Friday, February 08, 2008

Ten Jobs you didn’t know you wanted – and a few you know you DON’T want

Just for fun, here’s a little food for thought as you begin or end another workday. Things could be better – or things could be worse. Much worse.

Flavorist
What??? Just what you think. A flavorist figures out the exact combo of chemicals that gives foods their special taste. Think new candies and drinks. Of course it’s not all fun and games – flavorists also have to determine what flavors not to use to avoid triggering certain allergies, even if they taste like the allergens. $58K to 76K a year


Brewmaster
Enough said. $41K to $76K a year








Sensory brander

Sensory branders help companies incorporate underappreciated but powerful senses into their brands. They research how different groups react to particular sensory triggers, such as the combination of scent and color. $51K to $92K

Enhancing Life and the Bottom Line Carbon coach
Carbon coaches offer companies info on how to reduce greenhouse gas emissions, or the carbon footprint. They also provide branding strategy for "green" product launches $40K to $100K.

Sleep instructor
Now I could really dig this one. Sleep instructors help the overworked catch their zzz's with mind-body exercises for the bedroom and beyond. Humm. Let’s see. Turn off the light. Lay down. Close your eyes. Work for YOU? $25K to $60K

Metaverse evangelist
Huh? Okay - As Second Life and other virtual worlds, called metaverses, have grown in popularity, they've transformed from a gaming novelty into a communications boon. A metaverse evangelist advises how these virtual worlds can benefit individuals and companies. (Frankly, dealing with one life is enough for me but to each his own.) $60K to $80K.

Interaction designer
Interaction designers work at all stages of product development to design innovative and user-friendly products.

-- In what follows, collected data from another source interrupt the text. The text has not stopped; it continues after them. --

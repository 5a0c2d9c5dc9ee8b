//! In-memory implementations of the host traits for tests and demos.

use tradernotes_models::{Position, TraderId};

use crate::error::ObserverError;
use crate::host::{AttributeTree, InventorySlot, TradeItem, TraderEntity, WorldHost};

/// A scripted inventory slot.
#[derive(Debug, Clone, Default)]
pub struct FakeSlot {
    /// `None` means the slot is empty.
    pub code: Option<String>,
    pub name: String,
    pub stack_size: u32,
    pub unavailable: bool,
    pub trade_item: Option<TradeItem>,
    pub attributes: Vec<(String, AttributeTree)>,
    pub trade_stack_name: Option<String>,
    pub name_fails: bool,
}

impl FakeSlot {
    pub fn empty() -> Self {
        Self::default()
    }

    pub fn item(code: &str, name: &str, stack_size: u32) -> Self {
        Self {
            code: Some(code.to_string()),
            name: name.to_string(),
            stack_size,
            ..Self::default()
        }
    }

    pub fn with_trade_item(mut self, stock: u32, price: u32) -> Self {
        self.trade_item = Some(TradeItem { stock, price });
        self
    }

    pub fn with_attributes(mut self, group: &str, tree: AttributeTree) -> Self {
        self.attributes.push((group.to_string(), tree));
        self
    }

    pub fn with_trade_stack_name(mut self, name: &str) -> Self {
        self.trade_stack_name = Some(name.to_string());
        self
    }

    pub fn with_broken_name(mut self) -> Self {
        self.name_fails = true;
        self
    }

    pub fn sold_out(mut self) -> Self {
        self.unavailable = true;
        self
    }
}

impl InventorySlot for FakeSlot {
    fn is_empty(&self) -> bool {
        self.code.is_none()
    }

    fn item_code(&self) -> &str {
        self.code.as_deref().unwrap_or("")
    }

    fn stack_size(&self) -> u32 {
        self.stack_size
    }

    fn draw_unavailable(&self) -> bool {
        self.unavailable
    }

    fn trade_item(&self) -> Option<TradeItem> {
        self.trade_item
    }

    fn attribute_group(&self, group: &str) -> Option<&AttributeTree> {
        self.attributes
            .iter()
            .find(|(name, _)| name == group)
            .map(|(_, tree)| tree)
    }

    fn item_name(&self) -> Result<String, ObserverError> {
        if self.name_fails {
            return Err(ObserverError::ItemName(format!(
                "no collectible for {}",
                self.item_code()
            )));
        }
        Ok(self.name.clone())
    }

    fn trade_stack_name(&self) -> Result<Option<String>, ObserverError> {
        if self.name_fails {
            return Err(ObserverError::ItemName("unresolvable trade stack".to_string()));
        }
        Ok(self.trade_stack_name.clone())
    }
}

/// A scripted trader (or, with `is_trader = false`, any other entity).
#[derive(Debug, Clone)]
pub struct FakeTrader {
    pub id: TraderId,
    pub is_trader: bool,
    pub name_tag: Option<String>,
    pub trader_tag: Option<String>,
    pub code: String,
    pub position: Position,
    pub funds: u32,
    pub refresh_remaining: f64,
    pub inventory: Option<Vec<FakeSlot>>,
}

impl FakeTrader {
    pub fn new(id: i64, code: &str, position: Position) -> Self {
        Self {
            id: TraderId(id),
            is_trader: true,
            name_tag: None,
            trader_tag: None,
            code: code.to_string(),
            position,
            funds: 0,
            refresh_remaining: 0.0,
            inventory: None,
        }
    }

    /// A non-trader entity, e.g. a wolf wandering past.
    pub fn bystander(id: i64, code: &str, position: Position) -> Self {
        Self {
            is_trader: false,
            ..Self::new(id, code, position)
        }
    }

    pub fn named(mut self, name: &str) -> Self {
        self.name_tag = Some(name.to_string());
        self
    }

    pub fn tagged(mut self, tag: &str) -> Self {
        self.trader_tag = Some(tag.to_string());
        self
    }

    pub fn with_funds(mut self, funds: u32) -> Self {
        self.funds = funds;
        self
    }

    pub fn with_refresh_in(mut self, days: f64) -> Self {
        self.refresh_remaining = days;
        self
    }

    pub fn with_inventory(mut self, slots: Vec<FakeSlot>) -> Self {
        self.inventory = Some(slots);
        self
    }
}

impl TraderEntity for FakeTrader {
    type Slot = FakeSlot;

    fn entity_id(&self) -> TraderId {
        self.id
    }

    fn is_trader(&self) -> bool {
        self.is_trader
    }

    fn name_tag(&self) -> Option<String> {
        self.name_tag.clone()
    }

    fn trader_tag(&self) -> Option<String> {
        self.trader_tag.clone()
    }

    fn code_path(&self) -> &str {
        &self.code
    }

    fn position(&self) -> Position {
        self.position
    }

    fn funds(&self) -> u32 {
        self.funds
    }

    fn refresh_remaining(&self) -> f64 {
        self.refresh_remaining
    }

    fn inventory(&self) -> Option<&[FakeSlot]> {
        self.inventory.as_deref()
    }
}

/// A scripted world with a single player.
#[derive(Debug, Clone, Default)]
pub struct FakeWorld {
    pub time: f64,
    pub player: Option<Position>,
    pub entities: Vec<FakeTrader>,
    /// Slots of the open trade dialog; `None` when no dialog is open.
    pub open_inventory: Option<Vec<FakeSlot>>,
    pub map_ready: bool,
    pub overlay_registrations: usize,
}

impl FakeWorld {
    pub fn with_player(position: Position) -> Self {
        Self {
            player: Some(position),
            map_ready: true,
            ..Self::default()
        }
    }

    pub fn spawn(&mut self, entity: FakeTrader) {
        self.entities.push(entity);
    }

    pub fn entity_mut(&mut self, id: i64) -> Option<&mut FakeTrader> {
        self.entities.iter_mut().find(|e| e.id == TraderId(id))
    }

    pub fn despawn(&mut self, id: i64) {
        self.entities.retain(|e| e.id != TraderId(id));
    }

    /// Open the trade dialog showing the given trader's current inventory.
    pub fn open_trade_with(&mut self, id: i64) {
        self.open_inventory = self
            .entities
            .iter()
            .find(|e| e.id == TraderId(id))
            .and_then(|e| e.inventory.clone());
    }

    pub fn close_trade(&mut self) {
        self.open_inventory = None;
    }
}

impl WorldHost for FakeWorld {
    type Entity = FakeTrader;

    fn world_time(&self) -> f64 {
        self.time
    }

    fn player_position(&self) -> Option<Position> {
        self.player
    }

    fn loaded_entities(&self) -> Vec<&FakeTrader> {
        self.entities.iter().collect()
    }

    fn nearest_entity(
        &self,
        origin: Position,
        radius: f64,
        predicate: &dyn Fn(&FakeTrader) -> bool,
    ) -> Option<&FakeTrader> {
        self.entities
            .iter()
            .filter(|e| predicate(*e))
            .map(|e| (e.position.distance_to(&origin), e))
            .filter(|(distance, _)| *distance <= radius)
            .min_by(|a, b| a.0.total_cmp(&b.0))
            .map(|(_, e)| e)
    }

    fn open_trade_inventory(&self) -> Option<&[FakeSlot]> {
        self.open_inventory.as_deref()
    }

    fn try_register_overlay(&mut self) -> bool {
        if !self.map_ready {
            return false;
        }
        self.overlay_registrations += 1;
        true
    }
}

Wish one of these people would come up with an E reader that’s cheap and easy to use. $75K to $80K

Roller coaster engineer
I think the title pretty much says it all. $45K to $80K + being first in line to ride.

Animator
Although most animated projects now involve computer and 3-D animation, drawing skills remain invaluable. $30K to $70K

Travel writer
This I could REALLY dig. But keep in mind that most travel writers, are freelancers, so they don't receive a regular salary and they bankroll their own adventures. $20K to $60K

Worst jobs

1 Road Kill collector - oh boy

2 Manure Inspector – oh boy, oh boy

3 TransPortable Toilet Cleaner Crime-Scene Cleaner – Yikes.

4 Pest determination Worker - Think chemicals, traps, dark, damp, and dirty places.

5 De-construction Worker – Lots of dust, chipped paint, and dangerous debris

6 Zoo Cleaner - not all animals are as fastidious as diggings cats.

7 Hot-Zone Superintendent - Dangerous bio-safety labs, lethal airborne pathogens for which there is no known cure, like say … anthrax.

8 Ape Urine Collector – Yeah. Really. Ape urine collectors work for scientists who log ape urine to study factors that affect their reproduction. I don’t even want to think about how they do this.

So – what do you think? See anything on either list that trips your trigger? Have an interesting job you’d like to share with us? An interesting experience on the job that bears telling? Or, what’s your dream job?

18 comments:

Playground Monitor said...

Years ago, when the agency was still called Kelly Girl, I used to do a lot of temp work. One of my more interesting jobs was taking inventory at an International Harvester facility in the Atlanta area. We were paired into teams of 2 and my partner was a Moonie. For two days we counted nuts and bolts and all sorts of little tiny pieces. He told me about the Moonies but didn't try to convert me.

Marilyn

Keri Ford said...

The rollar coaster job sounded fun, but then I got to thinking before I let a machine flip my body in the air at speeds forcing you against the seat, I'd rather not be the first to try it out.

My top pick would have to be the sleep instructor. No snoring husband, please.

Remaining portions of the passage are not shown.